YOUR TASK = Without changing a single word, write out every entry.

--- RECORDS FOR PROCESSING Enclosed Below ---

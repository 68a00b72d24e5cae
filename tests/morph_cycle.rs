// End-to-end morph behavior through the scene session, at full grid resolution.

use std::sync::Arc;

use neon_geometry::morph::MorphState;
use neon_geometry::params::{AnalyserConfig, GeometryConfig, LevelConfig, MorphConfig};
use neon_geometry::scene::{Scene, STATUS_MORPHING, STATUS_STABLE};
use neon_geometry::surface::{GeometryCache, CATALOG};

fn scene() -> Scene {
    let cache = GeometryCache::build(&CATALOG, &GeometryConfig::default()).unwrap();
    Scene::new(
        Arc::new(cache),
        MorphConfig::default(),
        AnalyserConfig::default(),
        LevelConfig::default(),
    )
}

#[test]
fn test_morph_lands_on_second_surface_after_duration() {
    let mut scene = scene();
    assert_eq!(scene.morph().current_index(), 0);

    assert!(scene.trigger_morph(10.0).is_some());
    assert_eq!(scene.status().status, STATUS_MORPHING);

    // Frames in between keep morphing with a rising factor
    let mut last = 0.0;
    for step in 1..15 {
        let frame = scene.frame(10.0 + step as f64 * 0.1, None);
        assert!(!frame.morph_completed);
        assert!(frame.morph_factor > last);
        last = frame.morph_factor;
    }

    let frame = scene.frame(11.5, None);
    assert!(frame.morph_completed);
    assert_eq!(frame.morph_factor, 1.0);

    assert_eq!(scene.morph().current_index(), 1);
    assert_eq!(scene.morph().state(), MorphState::Stable);

    let status = scene.status();
    assert_eq!(status.title, "Klein Bottle");
    assert_eq!(status.status, STATUS_STABLE);
    assert!(!status.morphing);
}

#[test]
fn test_rapid_double_trigger_changes_nothing() {
    let mut scene = scene();

    scene.trigger_morph(0.0);
    let next = scene.morph().next_index();
    let source = scene.morph().source().clone();
    let target = scene.morph().target().clone();

    assert!(scene.trigger_morph(0.016).is_none());
    assert_eq!(scene.morph().next_index(), next);
    assert_eq!(scene.morph().source(), &source);
    assert_eq!(scene.morph().target(), &target);

    // And the original morph still finishes on schedule
    assert!(scene.frame(1.5, None).morph_completed);
    assert_eq!(scene.morph().current_index(), 1);
}

#[test]
fn test_endpoints_stay_put_during_morph() {
    let mut scene = scene();
    scene.trigger_morph(0.0);

    let source = scene.morph().source().clone();
    let target = scene.morph().target().clone();

    for step in 0..10 {
        scene.frame(step as f64 * 0.1, None);
        assert_eq!(scene.morph().source(), &source);
        assert_eq!(scene.morph().target(), &target);
    }
}

#[test]
fn test_full_cycle_visits_every_surface_in_order() {
    let mut scene = scene();
    let mut visited = vec![scene.status().title];

    for i in 0..4 {
        let start = i as f64 * 2.0;
        scene.trigger_morph(start);
        scene.frame(start + 1.5, None);
        visited.push(scene.status().title);
    }

    assert_eq!(
        visited,
        [
            "Breather Surface",
            "Klein Bottle",
            "Super-Torus",
            "Dini's Surface",
            "Breather Surface"
        ]
    );
}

--- End of Enclosed RECORDS FOR PROCESSING ---

EXERCISE SOLUTION =
repository 68a00b72d24e5cae
filename tests/morph_cycle.rs
// End-to-end morph behavior through the scene session, at full grid resolution.

use std::sync::Arc;

use neon_geometry::morph::MorphState;
use neon_geometry::params::{AnalyserConfig, GeometryConfig, LevelConfig, MorphConfig};
use neon_geometry::scene::{Scene, STATUS_MORPHING, STATUS_STABLE};
use neon_geometry::surface::{GeometryCache, CATALOG};

fn scene() -> Scene {
    let cache = GeometryCache::build(&CATALOG, &GeometryConfig::default()).unwrap();
    Scene::new(
        Arc::new(cache),
        MorphConfig::default(),
        AnalyserConfig::default(),
        LevelConfig::default(),
    )
}

#[test]
fn test_morph_lands_on_second_surface_after_duration() {
    let mut scene = scene();
    assert_eq!(scene.morph().current_index(), 0);

    assert!(scene.trigger_morph(10.0).is_some());
    assert_eq!(scene.status().status, STATUS_MORPHING);

    // Frames in between keep morphing with a rising factor
    let mut last = 0.0;
    for step in 1..15 {
        let frame = scene.frame(10.0 + step as f64 * 0.1, None);
        assert!(!frame.morph_completed);
        assert!(frame.morph_factor > last);
        last = frame.morph_factor;
    }

    let frame = scene.frame(11.5, None);
    assert!(frame.morph_completed);
    assert_eq!(frame.morph_factor, 1.0);

    assert_eq!(scene.morph().current_index(), 1);
    assert_eq!(scene.morph().state(), MorphState::Stable);

    let status = scene.status();
    assert_eq!(status.title, "Klein Bottle");
    assert_eq!(status.status, STATUS_STABLE);
    assert!(!status.morphing);
}

#[test]
fn test_rapid_double_trigger_changes_nothing() {
    let mut scene = scene();

    scene.trigger_morph(0.0);
    let next = scene.morph().next_index();
    let source = scene.morph().source().clone();
    let target = scene.morph().target().clone();

    assert!(scene.trigger_morph(0.016).is_none());
    assert_eq!(scene.morph().next_index(), next);
    assert_eq!(scene.morph().source(), &source);
    assert_eq!(scene.morph().target(), &target);

    // And the original morph still finishes on schedule
    assert!(scene.frame(1.5, None).morph_completed);
    assert_eq!(scene.morph().current_index(), 1);
}

#[test]
fn test_endpoints_stay_put_during_morph() {
    let mut scene = scene();
    scene.trigger_morph(0.0);

    let source = scene.morph().source().clone();
    let target = scene.morph().target().clone();

    for step in 0..10 {
        scene.frame(step as f64 * 0.1, None);
        assert_eq!(scene.morph().source(), &source);
        assert_eq!(scene.morph().target(), &target);
    }
}

#[test]
fn test_full_cycle_visits_every_surface_in_order() {
    let mut scene = scene();
    let mut visited = vec![scene.status().title];

    for i in 0..4 {
        let start = i as f64 * 2.0;
        scene.trigger_morph(start);
        scene.frame(start + 1.5, None);
        visited.push(scene.status().title);
    }

    assert_eq!(
        visited,
        [
            "Breather Surface",
            "Klein Bottle",
            "Super-Torus",
            "Dini's Surface",
            "Breather Surface"
        ]
    );
}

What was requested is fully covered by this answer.